> WHAT YOU SHOULD DO
Every line in the records below with the string "Lifecycle" needs to be copied out.

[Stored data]
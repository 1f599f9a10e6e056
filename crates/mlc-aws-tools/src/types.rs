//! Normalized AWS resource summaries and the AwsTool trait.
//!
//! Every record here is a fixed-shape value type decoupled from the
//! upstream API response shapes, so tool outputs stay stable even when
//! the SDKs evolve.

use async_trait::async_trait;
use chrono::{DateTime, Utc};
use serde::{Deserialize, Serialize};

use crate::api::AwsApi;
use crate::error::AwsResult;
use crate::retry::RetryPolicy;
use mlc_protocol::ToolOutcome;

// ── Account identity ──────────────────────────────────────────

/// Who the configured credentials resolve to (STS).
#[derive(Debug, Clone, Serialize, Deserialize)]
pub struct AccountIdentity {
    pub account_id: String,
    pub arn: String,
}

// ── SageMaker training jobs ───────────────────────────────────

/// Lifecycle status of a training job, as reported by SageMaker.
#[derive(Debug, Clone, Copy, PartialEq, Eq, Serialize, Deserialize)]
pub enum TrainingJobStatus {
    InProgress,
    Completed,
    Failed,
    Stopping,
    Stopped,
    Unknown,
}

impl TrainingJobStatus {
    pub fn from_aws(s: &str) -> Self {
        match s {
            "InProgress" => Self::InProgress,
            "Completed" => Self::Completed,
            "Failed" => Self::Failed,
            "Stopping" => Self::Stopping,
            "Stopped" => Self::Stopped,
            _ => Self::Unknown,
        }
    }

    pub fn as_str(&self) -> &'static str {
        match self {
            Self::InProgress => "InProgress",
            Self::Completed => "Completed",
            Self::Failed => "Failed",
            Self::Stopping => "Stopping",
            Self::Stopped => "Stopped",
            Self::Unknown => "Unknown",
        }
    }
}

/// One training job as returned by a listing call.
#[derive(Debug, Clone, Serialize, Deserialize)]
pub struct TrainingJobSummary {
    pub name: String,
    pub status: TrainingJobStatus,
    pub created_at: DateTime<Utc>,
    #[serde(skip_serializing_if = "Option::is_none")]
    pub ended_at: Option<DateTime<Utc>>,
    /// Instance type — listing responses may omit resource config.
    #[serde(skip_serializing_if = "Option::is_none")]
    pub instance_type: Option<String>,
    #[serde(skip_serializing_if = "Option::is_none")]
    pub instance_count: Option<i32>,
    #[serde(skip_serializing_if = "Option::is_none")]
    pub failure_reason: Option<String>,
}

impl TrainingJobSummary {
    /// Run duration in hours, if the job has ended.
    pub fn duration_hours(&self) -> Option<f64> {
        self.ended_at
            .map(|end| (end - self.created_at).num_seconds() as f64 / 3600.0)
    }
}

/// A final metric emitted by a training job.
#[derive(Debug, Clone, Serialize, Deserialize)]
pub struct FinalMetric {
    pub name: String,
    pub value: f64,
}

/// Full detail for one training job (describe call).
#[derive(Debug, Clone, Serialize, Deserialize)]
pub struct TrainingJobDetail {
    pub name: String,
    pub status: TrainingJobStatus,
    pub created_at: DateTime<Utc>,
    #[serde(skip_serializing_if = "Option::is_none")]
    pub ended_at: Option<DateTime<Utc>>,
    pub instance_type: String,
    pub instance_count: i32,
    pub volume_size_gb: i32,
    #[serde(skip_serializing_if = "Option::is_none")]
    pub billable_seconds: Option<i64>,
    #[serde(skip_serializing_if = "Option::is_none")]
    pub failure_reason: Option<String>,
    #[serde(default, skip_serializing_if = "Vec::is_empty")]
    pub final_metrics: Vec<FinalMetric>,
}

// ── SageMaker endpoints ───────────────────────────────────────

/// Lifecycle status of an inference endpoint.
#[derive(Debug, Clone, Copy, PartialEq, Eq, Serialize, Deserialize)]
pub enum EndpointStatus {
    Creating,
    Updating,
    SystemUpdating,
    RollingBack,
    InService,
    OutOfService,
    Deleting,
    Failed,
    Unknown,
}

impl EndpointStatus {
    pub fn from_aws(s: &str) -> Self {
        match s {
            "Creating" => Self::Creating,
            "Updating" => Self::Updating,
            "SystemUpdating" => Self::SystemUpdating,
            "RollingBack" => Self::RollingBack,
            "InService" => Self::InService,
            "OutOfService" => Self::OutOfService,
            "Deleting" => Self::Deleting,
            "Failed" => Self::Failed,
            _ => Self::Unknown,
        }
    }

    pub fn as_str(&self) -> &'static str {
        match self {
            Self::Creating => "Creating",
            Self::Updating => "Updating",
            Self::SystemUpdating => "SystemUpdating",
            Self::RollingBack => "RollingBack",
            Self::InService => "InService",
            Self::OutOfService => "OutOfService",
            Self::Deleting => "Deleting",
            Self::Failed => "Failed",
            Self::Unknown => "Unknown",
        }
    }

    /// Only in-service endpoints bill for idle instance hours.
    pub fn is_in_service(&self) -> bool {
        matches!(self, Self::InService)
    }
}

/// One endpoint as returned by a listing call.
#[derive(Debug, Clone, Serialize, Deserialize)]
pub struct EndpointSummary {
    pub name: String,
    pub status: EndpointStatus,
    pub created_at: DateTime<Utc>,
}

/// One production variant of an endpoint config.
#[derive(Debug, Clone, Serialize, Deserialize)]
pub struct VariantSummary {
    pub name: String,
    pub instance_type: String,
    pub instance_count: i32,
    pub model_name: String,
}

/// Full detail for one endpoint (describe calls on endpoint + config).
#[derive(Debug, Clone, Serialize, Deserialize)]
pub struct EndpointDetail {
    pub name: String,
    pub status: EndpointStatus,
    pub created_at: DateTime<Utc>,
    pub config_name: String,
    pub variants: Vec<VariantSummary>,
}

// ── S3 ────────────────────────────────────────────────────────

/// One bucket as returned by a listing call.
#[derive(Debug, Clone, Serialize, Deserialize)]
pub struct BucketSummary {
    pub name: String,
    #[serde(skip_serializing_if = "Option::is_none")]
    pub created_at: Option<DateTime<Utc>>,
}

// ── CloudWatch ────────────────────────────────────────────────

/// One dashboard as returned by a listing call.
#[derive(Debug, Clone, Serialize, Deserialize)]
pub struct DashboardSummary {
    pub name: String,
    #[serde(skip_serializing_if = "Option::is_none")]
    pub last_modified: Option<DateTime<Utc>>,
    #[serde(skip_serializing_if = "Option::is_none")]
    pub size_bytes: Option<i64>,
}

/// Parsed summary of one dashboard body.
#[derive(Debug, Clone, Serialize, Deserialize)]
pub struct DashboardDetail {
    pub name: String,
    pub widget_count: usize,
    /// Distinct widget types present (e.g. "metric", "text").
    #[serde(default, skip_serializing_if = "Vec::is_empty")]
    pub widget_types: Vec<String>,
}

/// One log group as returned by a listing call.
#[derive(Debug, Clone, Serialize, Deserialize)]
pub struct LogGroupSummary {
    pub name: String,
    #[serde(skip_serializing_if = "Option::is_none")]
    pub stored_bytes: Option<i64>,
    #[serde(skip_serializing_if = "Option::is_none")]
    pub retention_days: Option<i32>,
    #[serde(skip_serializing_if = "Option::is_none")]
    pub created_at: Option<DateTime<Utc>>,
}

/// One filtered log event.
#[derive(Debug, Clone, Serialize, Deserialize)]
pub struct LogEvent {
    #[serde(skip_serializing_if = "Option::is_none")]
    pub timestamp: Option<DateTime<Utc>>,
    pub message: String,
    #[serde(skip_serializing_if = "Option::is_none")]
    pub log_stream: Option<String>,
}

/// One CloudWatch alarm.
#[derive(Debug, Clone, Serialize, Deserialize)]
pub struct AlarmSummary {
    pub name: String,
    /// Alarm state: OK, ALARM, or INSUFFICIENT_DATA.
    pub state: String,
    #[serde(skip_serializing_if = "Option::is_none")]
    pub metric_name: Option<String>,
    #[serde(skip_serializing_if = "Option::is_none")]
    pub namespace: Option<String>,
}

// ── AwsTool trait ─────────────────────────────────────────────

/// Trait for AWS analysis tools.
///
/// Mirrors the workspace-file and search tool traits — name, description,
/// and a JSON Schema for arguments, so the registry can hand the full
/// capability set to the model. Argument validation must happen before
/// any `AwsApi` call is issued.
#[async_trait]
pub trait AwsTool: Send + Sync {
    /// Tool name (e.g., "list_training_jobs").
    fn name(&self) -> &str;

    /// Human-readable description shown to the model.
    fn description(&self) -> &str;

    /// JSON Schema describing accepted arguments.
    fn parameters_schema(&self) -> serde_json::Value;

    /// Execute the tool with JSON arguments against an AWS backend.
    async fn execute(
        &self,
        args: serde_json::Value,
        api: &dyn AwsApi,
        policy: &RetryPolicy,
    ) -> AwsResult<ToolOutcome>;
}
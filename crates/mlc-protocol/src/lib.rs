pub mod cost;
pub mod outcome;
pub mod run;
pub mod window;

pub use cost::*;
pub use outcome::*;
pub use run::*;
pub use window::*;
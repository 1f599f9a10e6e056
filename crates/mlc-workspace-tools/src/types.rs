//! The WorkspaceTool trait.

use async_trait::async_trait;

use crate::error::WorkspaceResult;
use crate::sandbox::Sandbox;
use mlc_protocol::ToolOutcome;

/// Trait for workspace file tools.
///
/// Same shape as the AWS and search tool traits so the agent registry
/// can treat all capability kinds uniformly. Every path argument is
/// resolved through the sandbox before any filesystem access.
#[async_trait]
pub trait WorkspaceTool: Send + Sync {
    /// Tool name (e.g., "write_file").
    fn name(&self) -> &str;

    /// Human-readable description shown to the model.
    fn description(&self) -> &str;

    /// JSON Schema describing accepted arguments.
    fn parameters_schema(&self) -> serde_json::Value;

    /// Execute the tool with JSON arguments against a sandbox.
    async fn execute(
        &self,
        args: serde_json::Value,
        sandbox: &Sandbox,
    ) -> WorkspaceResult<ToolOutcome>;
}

> TASK ANSWER
/// Lifecycle status of a training job, as reported by SageMaker.
/// Lifecycle status of an inference endpoint.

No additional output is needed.